▶ **YOUR ASSIGNMENT**
A single total is needed, the number of lines of this listing that contain the string "never".

=== RECORDS FOR THE EXERCISE ===

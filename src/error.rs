//! Error types for the replication engine.
//!
//! Errors fall into a small taxonomy that drives how callers react:
//!
//! | Error Type | Retried | Description |
//! |------------|---------|-------------|
//! | `Precondition` | No | Missing config or programming error (empty sync namespace, no registry) |
//! | `ClusterNotReady` | No | Target cluster handle or its client is not initialized |
//! | `Cluster` | Next resync | A per-cluster API call failed and was not downgraded |
//! | `RolloutLookup` | No | Rollout listing failed, canary ownership undecidable |
//! | `Aggregate` | Next resync | One combined error for a fan-out with partial failures |
//! | `Internal` | No | Unexpected engine fault, a fan-out worker panicked |
//!
//! Fan-out callers log `Aggregate` and move on: every reconciliation is
//! idempotent, so the next watch event or periodic resync converges the
//! fleet without an in-process retry loop.

use crate::cluster::ApiError;
use thiserror::Error;

/// Result type alias for replication operations.
pub type Result<T> = std::result::Result<T, ReplicationError>;

/// Errors surfaced by the replication pipeline.
#[derive(Error, Debug)]
pub enum ReplicationError {
    /// Missing required input or configuration.
    ///
    /// Returned immediately, never retried: fix the config or the caller.
    #[error("precondition failed: {0}")]
    Precondition(String),

    /// A target cluster's handle or sub-client is not initialized.
    ///
    /// Hard error for that cluster only; other clusters are unaffected.
    #[error("cluster {cluster} not ready: {reason}")]
    ClusterNotReady { cluster: String, reason: String },

    /// A per-cluster API operation failed.
    #[error("cluster {cluster}: {operation} {name} failed: {source}")]
    Cluster {
        cluster: String,
        operation: &'static str,
        name: String,
        #[source]
        source: ApiError,
    },

    /// Rollout listing failed while resolving canary ownership.
    ///
    /// Fatal to the resolver call: ownership cannot be determined without
    /// the listing, so the event handler surfaces this to the watcher.
    #[error("rollout listing failed in namespace {namespace}: {source}")]
    RolloutLookup {
        namespace: String,
        #[source]
        source: ApiError,
    },

    /// Combined per-cluster errors from one fan-out call.
    ///
    /// A failure on one cluster never prevents attempts on the others;
    /// everything that failed is collected here.
    #[error("sync failed for {} cluster(s): [{}]", errors.len(), format_aggregate(errors))]
    Aggregate { errors: Vec<ReplicationError> },

    /// Unexpected internal error (a fan-out worker panicked).
    #[error("internal error: {0}")]
    Internal(String),
}

impl ReplicationError {
    /// Build the per-cluster API error variant.
    pub fn cluster(
        cluster: impl Into<String>,
        operation: &'static str,
        name: impl Into<String>,
        source: ApiError,
    ) -> Self {
        Self::Cluster {
            cluster: cluster.into(),
            operation,
            name: name.into(),
            source,
        }
    }

    /// Collapse a list of per-cluster errors into one combined error.
    ///
    /// Returns `Ok(())` when the list is empty.
    pub fn aggregate(errors: Vec<ReplicationError>) -> Result<()> {
        if errors.is_empty() {
            Ok(())
        } else {
            Err(Self::Aggregate { errors })
        }
    }

    /// Whether the next resync is expected to repair this failure.
    ///
    /// Precondition and not-ready errors need operator or caller attention;
    /// everything else converges through idempotent reconciliation.
    pub fn is_transient(&self) -> bool {
        match self {
            Self::Precondition(_) => false,
            Self::ClusterNotReady { .. } => false,
            Self::Cluster { .. } => true,
            Self::RolloutLookup { .. } => true,
            Self::Aggregate { errors } => errors.iter().any(|e| e.is_transient()),
            Self::Internal(_) => false,
        }
    }
}

fn format_aggregate(errors: &[ReplicationError]) -> String {
    errors
        .iter()
        .map(|e| e.to_string())
        .collect::<Vec<_>>()
        .join("; ")
}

===

▶ **TASK RESULT**
2